==== Excerpted records ====
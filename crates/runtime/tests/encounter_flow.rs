use std::sync::Arc;
use std::time::Duration;

use chrono::Utc;
use expedition_content::{ContentFactory, ContentPack};
use expedition_core::{
    Attributes, CharacterClass, CombatEvent, ConfirmRejection, Difficulty, EncounterPhase,
    EncounterSummary, JoinRejection, ParticipantId, QueueRejection, Side,
};
use expedition_runtime::{
    EncounterHandle, InMemoryProfileStore, ProfileStore, RejectionReason, Runtime, RuntimeConfig,
    RuntimeError, SequencedEvent, StoredProfile, Topic,
};
use tokio::sync::broadcast;
use tokio::time;

fn pack(max_party_size: usize) -> ContentPack {
    let mut pack = ContentFactory::embedded().expect("embedded content loads");
    pack.config.max_party_size = max_party_size;
    pack
}

fn runtime(pack: ContentPack, store: Arc<InMemoryProfileStore>) -> Runtime {
    Runtime::builder()
        .config(RuntimeConfig {
            seed: Some(7),
            ..RuntimeConfig::default()
        })
        .content(pack)
        .store(store)
        .build()
        .expect("runtime builds")
}

fn champion(id: &str, name: &str) -> StoredProfile {
    let mut stored = StoredProfile::fresh(id, name, CharacterClass::Fighter);
    stored.profile.attributes = Attributes::uniform(50);
    stored
}

/// Receives until `pick` matches, skipping over lagged gaps. Time is paused,
/// so the hour-long guard only trips if the encounter stalls.
async fn wait_for<T>(
    rx: &mut broadcast::Receiver<SequencedEvent>,
    mut pick: impl FnMut(&CombatEvent) -> Option<T>,
) -> T {
    time::timeout(Duration::from_secs(3600), async {
        loop {
            match rx.recv().await {
                Ok(event) => {
                    if let Some(found) = pick(&event.event) {
                        return found;
                    }
                }
                Err(broadcast::error::RecvError::Lagged(_)) => continue,
                Err(broadcast::error::RecvError::Closed) => panic!("event bus closed"),
            }
        }
    })
    .await
    .expect("expected event never arrived")
}

async fn wait_for_summary(rx: &mut broadcast::Receiver<SequencedEvent>) -> EncounterSummary {
    wait_for(rx, |event| match event {
        CombatEvent::EncounterCompleted { summary } => Some(summary.clone()),
        _ => None,
    })
    .await
}

/// Round-trips a command so everything the worker flushed before it has
/// been persisted.
async fn settle(handle: &EncounterHandle) {
    handle.snapshot().await.unwrap();
}

#[tokio::test(start_paused = true)]
async fn strong_party_clears_every_wave_and_is_rewarded() {
    let store = Arc::new(InMemoryProfileStore::with_profiles([champion("u1", "Ash")]));
    let runtime = runtime(pack(1), store.clone());
    let handle = runtime.handle();
    let mut waves = handle.subscribe(Topic::Wave);

    handle.start_encounter(Difficulty::Easy).await.unwrap();
    let receipt = handle.join("u1", "Ash", None, None).await.unwrap();
    assert_eq!(receipt.position, 1);
    assert!(!receipt.late);

    let summary = wait_for_summary(&mut waves).await;
    assert!(summary.victory);
    assert_eq!(summary.waves_cleared, 2);
    assert_eq!(summary.participants.len(), 1);

    settle(&handle).await;
    let stored = store.load(&ParticipantId::new("u1")).await.unwrap().unwrap();
    assert!(stored.coins >= 10);
    assert!(stored.experience > 0);
    assert!(stored.locked_until.is_none());
    assert!(stored.profile.health.is_some());

    runtime.shutdown().await.unwrap();
}

#[tokio::test(start_paused = true)]
async fn rewards_accumulate_across_host_restarts() {
    let store = Arc::new(InMemoryProfileStore::with_profiles([champion("u1", "Ash")]));
    let mut earned = (0u64, 0u64);

    for _ in 0..2 {
        let runtime = runtime(pack(1), store.clone());
        let handle = runtime.handle();
        let mut waves = handle.subscribe(Topic::Wave);

        handle.start_encounter(Difficulty::Easy).await.unwrap();
        handle.join("u1", "Ash", None, None).await.unwrap();
        let summary = wait_for_summary(&mut waves).await;
        assert!(summary.victory);
        let reward = summary.participants[0].reward;
        earned.0 += u64::from(reward.coins);
        earned.1 += u64::from(reward.experience);

        settle(&handle).await;
        runtime.shutdown().await.unwrap();
    }

    let stored = store.load(&ParticipantId::new("u1")).await.unwrap().unwrap();
    assert_eq!((stored.coins, stored.experience), earned);
}

#[tokio::test(start_paused = true)]
async fn shutdown_mid_wave_keeps_survivor_state() {
    let store = Arc::new(InMemoryProfileStore::with_profiles([champion("u1", "Ash")]));
    let runtime = runtime(pack(1), store.clone());
    let handle = runtime.handle();
    let mut turns = handle.subscribe(Topic::Turn);

    handle.start_encounter(Difficulty::Hard).await.unwrap();
    handle.join("u1", "Ash", None, None).await.unwrap();
    wait_for(&mut turns, |event| match event {
        CombatEvent::TurnOpened { turn: 2, .. } => Some(()),
        _ => None,
    })
    .await;

    let snapshot = handle.snapshot().await.unwrap();
    let health = snapshot
        .combatants
        .iter()
        .find(|c| c.side == Side::Player)
        .map(|c| c.health);
    assert!(health.is_some());

    runtime.shutdown().await.unwrap();

    let stored = store.load(&ParticipantId::new("u1")).await.unwrap().unwrap();
    assert_eq!(stored.profile.health, health);
    assert!(stored.locked_until.is_none());
    assert_eq!(stored.coins, 0);
}

#[tokio::test(start_paused = true)]
async fn last_confirmation_closes_the_turn() {
    let store = Arc::new(InMemoryProfileStore::new());
    let runtime = runtime(pack(2), store);
    let handle = runtime.handle();
    let mut turns = handle.subscribe(Topic::Turn);

    handle.start_encounter(Difficulty::Easy).await.unwrap();
    handle
        .join("u1", "Ash", Some(CharacterClass::Fighter), None)
        .await
        .unwrap();
    handle
        .join("u2", "Bree", Some(CharacterClass::Cleric), None)
        .await
        .unwrap();

    wait_for(&mut turns, |event| {
        matches!(event, CombatEvent::TurnOpened { turn: 1, .. }).then_some(())
    })
    .await;

    let queued = handle.queue_action("u1", "strike", None).await.unwrap();
    assert_eq!(queued.ability, "Strike");
    handle.queue_action("u2", "crush", None).await.unwrap();

    let first = handle.confirm_action("u1").await.unwrap();
    assert!(!first.all_confirmed);
    // Confirming twice is harmless.
    assert!(!handle.confirm_action("u1").await.unwrap().all_confirmed);
    let err = handle.confirm_action("u3").await.unwrap_err();
    assert!(matches!(
        err.rejection().map(|r| &r.reason),
        Some(RejectionReason::Confirm(ConfirmRejection::NotParticipant))
    ));
    let last = handle.confirm_action("u2").await.unwrap();
    assert!(last.all_confirmed);

    let actions = wait_for(&mut turns, |event| match event {
        CombatEvent::TurnClosed { turn: 1, actions } => Some(*actions),
        _ => None,
    })
    .await;
    assert_eq!(actions, 2);

    runtime.shutdown().await.unwrap();
}

#[tokio::test(start_paused = true)]
async fn rejections_name_the_participant() {
    let runtime = runtime(pack(4), Arc::new(InMemoryProfileStore::new()));
    let handle = runtime.handle();

    handle.start_encounter(Difficulty::Easy).await.unwrap();

    let err = handle.join("u9", "Zed", None, None).await.unwrap_err();
    let rejection = err.rejection().expect("join is rejected");
    assert_eq!(rejection.participant, "Zed");
    assert_eq!(rejection.reason, RejectionReason::Join(JoinRejection::NoClass));
    assert!(err.to_string().starts_with("@Zed:"));

    let err = handle.queue_action("u5", "strike", None).await.unwrap_err();
    let rejection = err.rejection().expect("queue is rejected");
    assert_eq!(rejection.participant, "u5");
    assert_eq!(
        rejection.reason,
        RejectionReason::Queue(QueueRejection::NotParticipant)
    );

    assert!(matches!(
        handle.start_encounter(Difficulty::Hard).await,
        Err(RuntimeError::Start(_))
    ));

    runtime.shutdown().await.unwrap();
}

#[tokio::test(start_paused = true)]
async fn nobody_joining_cancels_the_encounter() {
    let runtime = runtime(pack(4), Arc::new(InMemoryProfileStore::new()));
    let handle = runtime.handle();
    let mut waves = handle.subscribe(Topic::Wave);

    handle.start_encounter(Difficulty::Medium).await.unwrap();
    let snapshot = handle.snapshot().await.unwrap();
    assert_eq!(snapshot.phase, EncounterPhase::AwaitingPlayers);
    assert_eq!(snapshot.total_waves, 3);

    wait_for(&mut waves, |event| {
        matches!(event, CombatEvent::EncounterCancelled { .. }).then_some(())
    })
    .await;
    assert_eq!(handle.snapshot().await.unwrap().phase, EncounterPhase::Idle);

    // The board is free again.
    handle.start_encounter(Difficulty::Easy).await.unwrap();

    runtime.shutdown().await.unwrap();
}

#[tokio::test(start_paused = true)]
async fn fallen_participant_is_locked_out_of_the_next_encounter() {
    let mut frail = StoredProfile::fresh("u1", "Ash", CharacterClass::Mage);
    frail.profile.attributes = Attributes {
        dexterity: 0,
        ..Attributes::uniform(1)
    };
    frail.profile.health = Some(1);
    let store = Arc::new(InMemoryProfileStore::with_profiles([frail]));
    let runtime = runtime(pack(1), store.clone());
    let handle = runtime.handle();
    let mut waves = handle.subscribe(Topic::Wave);

    handle.start_encounter(Difficulty::Hard).await.unwrap();
    handle.join("u1", "Ash", None, None).await.unwrap();

    let summary = wait_for_summary(&mut waves).await;
    assert!(!summary.victory);
    assert!(summary.participants[0].died);

    settle(&handle).await;
    let stored = store.load(&ParticipantId::new("u1")).await.unwrap().unwrap();
    assert!(stored.lockout_remaining(Utc::now()).is_some());
    assert_eq!(stored.profile.health, None);

    handle.start_encounter(Difficulty::Easy).await.unwrap();
    let err = handle.join("u1", "Ash", None, None).await.unwrap_err();
    assert!(matches!(
        err.rejection().map(|r| &r.reason),
        Some(RejectionReason::Join(JoinRejection::LockedOut { minutes: 30 }))
    ));

    runtime.shutdown().await.unwrap();
}

#[tokio::test(start_paused = true)]
async fn active_lockout_reports_minutes_left() {
    let mut stored = StoredProfile::fresh("u1", "Ash", CharacterClass::Rogue);
    stored.locked_until = Some(Utc::now() + chrono::Duration::minutes(10));
    let runtime = runtime(pack(4), Arc::new(InMemoryProfileStore::with_profiles([stored])));
    let handle = runtime.handle();

    handle.start_encounter(Difficulty::Easy).await.unwrap();
    let err = handle.join("u1", "Ash", None, None).await.unwrap_err();
    assert!(matches!(
        err.rejection().map(|r| &r.reason),
        Some(RejectionReason::Join(JoinRejection::LockedOut { minutes: 10 }))
    ));

    runtime.shutdown().await.unwrap();
}

#[tokio::test(start_paused = true)]
async fn concurrent_joins_get_distinct_positions() {
    let store = Arc::new(InMemoryProfileStore::new());
    let runtime = runtime(pack(4), store.clone());
    let handle = runtime.handle();
    handle.start_encounter(Difficulty::Easy).await.unwrap();

    let classes = [
        CharacterClass::Rogue,
        CharacterClass::Fighter,
        CharacterClass::Mage,
        CharacterClass::Ranger,
    ];
    let joins: Vec<_> = classes
        .into_iter()
        .enumerate()
        .map(|(i, class)| {
            let handle = handle.clone();
            tokio::spawn(async move {
                handle
                    .join(format!("u{i}"), format!("Player {i}"), Some(class), Some(1))
                    .await
            })
        })
        .collect();
    for join in joins {
        join.await.unwrap().unwrap();
    }

    let snapshot = handle.snapshot().await.unwrap();
    assert_eq!(snapshot.participants, 4);
    let mut positions: Vec<u8> = snapshot
        .combatants
        .iter()
        .filter(|c| c.side == Side::Player)
        .map(|c| c.position)
        .collect();
    positions.sort_unstable();
    assert_eq!(positions, vec![1, 2, 3, 4]);
    assert_eq!(store.count().await.unwrap(), 4);

    runtime.shutdown().await.unwrap();
}

#[tokio::test]
async fn shutdown_closes_every_handle() {
    let runtime = runtime(pack(4), Arc::new(InMemoryProfileStore::new()));
    let handle = runtime.handle();

    runtime.shutdown().await.unwrap();

    assert!(matches!(
        handle.snapshot().await,
        Err(RuntimeError::CommandChannelClosed)
    ));
}

#[tokio::test]
async fn builder_requires_content() {
    assert!(matches!(
        Runtime::builder().build(),
        Err(RuntimeError::MissingContent)
    ));
}
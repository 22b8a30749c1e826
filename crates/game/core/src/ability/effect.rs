use crate::state::StatusEffectInstance;

/// Template for a timed status effect.
///
/// Each successful application instantiates an independent
/// [`StatusEffectInstance`] with its own duration counter.
#[derive(Clone, Debug, PartialEq)]
#[cfg_attr(feature = "serde", derive(serde::Serialize, serde::Deserialize))]
#[cfg_attr(feature = "serde", serde(default))]
pub struct EffectTemplate {
    pub name: String,
    /// Number of effect ticks before the instance expires.
    pub duration: u32,
    /// Multiplies the bearer's outgoing damage.
    pub damage_multiplier: f32,
    /// Multiplies the bearer's defense.
    pub defense_multiplier: f32,
    /// Health lost per tick; negative values restore health instead.
    pub damage_over_time: i32,
}

impl Default for EffectTemplate {
    fn default() -> Self {
        Self {
            name: String::new(),
            duration: 1,
            damage_multiplier: 1.0,
            defense_multiplier: 1.0,
            damage_over_time: 0,
        }
    }
}

impl EffectTemplate {
    pub fn instantiate(&self) -> StatusEffectInstance {
        StatusEffectInstance {
            name: self.name.clone(),
            remaining: self.duration,
            damage_multiplier: self.damage_multiplier,
            defense_multiplier: self.defense_multiplier,
            damage_over_time: self.damage_over_time,
        }
    }
}
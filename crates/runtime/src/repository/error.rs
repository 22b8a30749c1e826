//! Error types raised by repository implementations.

use thiserror::Error;

/// Errors surfaced by profile store implementations.
#[derive(Debug, Error)]
pub enum RepositoryError {
    #[error("I/O error: {0}")]
    Io(#[from] std::io::Error),

    #[error("JSON error: {0}")]
    Json(#[from] serde_json::Error),

    #[error("corrupted profile store at {path}: {reason}")]
    CorruptedData { path: String, reason: String },
}

pub type Result<T> = std::result::Result<T, RepositoryError>;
====
For this exercise, please output exactly the lines above starting at the line with "wait_for(&mut waves, |event|" and ending at the line with "frail.profile.health = Some(1);", ends included.

    wait_for(&mut waves, |event| {
        matches!(event, CombatEvent::EncounterCancelled { .. }).then_some(())
    })
    .await;
    assert_eq!(handle.snapshot().await.unwrap().phase, EncounterPhase::Idle);

    // The board is free again.
    handle.start_encounter(Difficulty::Easy).await.unwrap();

    runtime.shutdown().await.unwrap();
}

#[tokio::test(start_paused = true)]
async fn fallen_participant_is_locked_out_of_the_next_encounter() {
    let mut frail = StoredProfile::fresh("u1", "Ash", CharacterClass::Mage);
    frail.profile.attributes = Attributes {
        dexterity: 0,
        ..Attributes::uniform(1)
    };
    frail.profile.health = Some(1);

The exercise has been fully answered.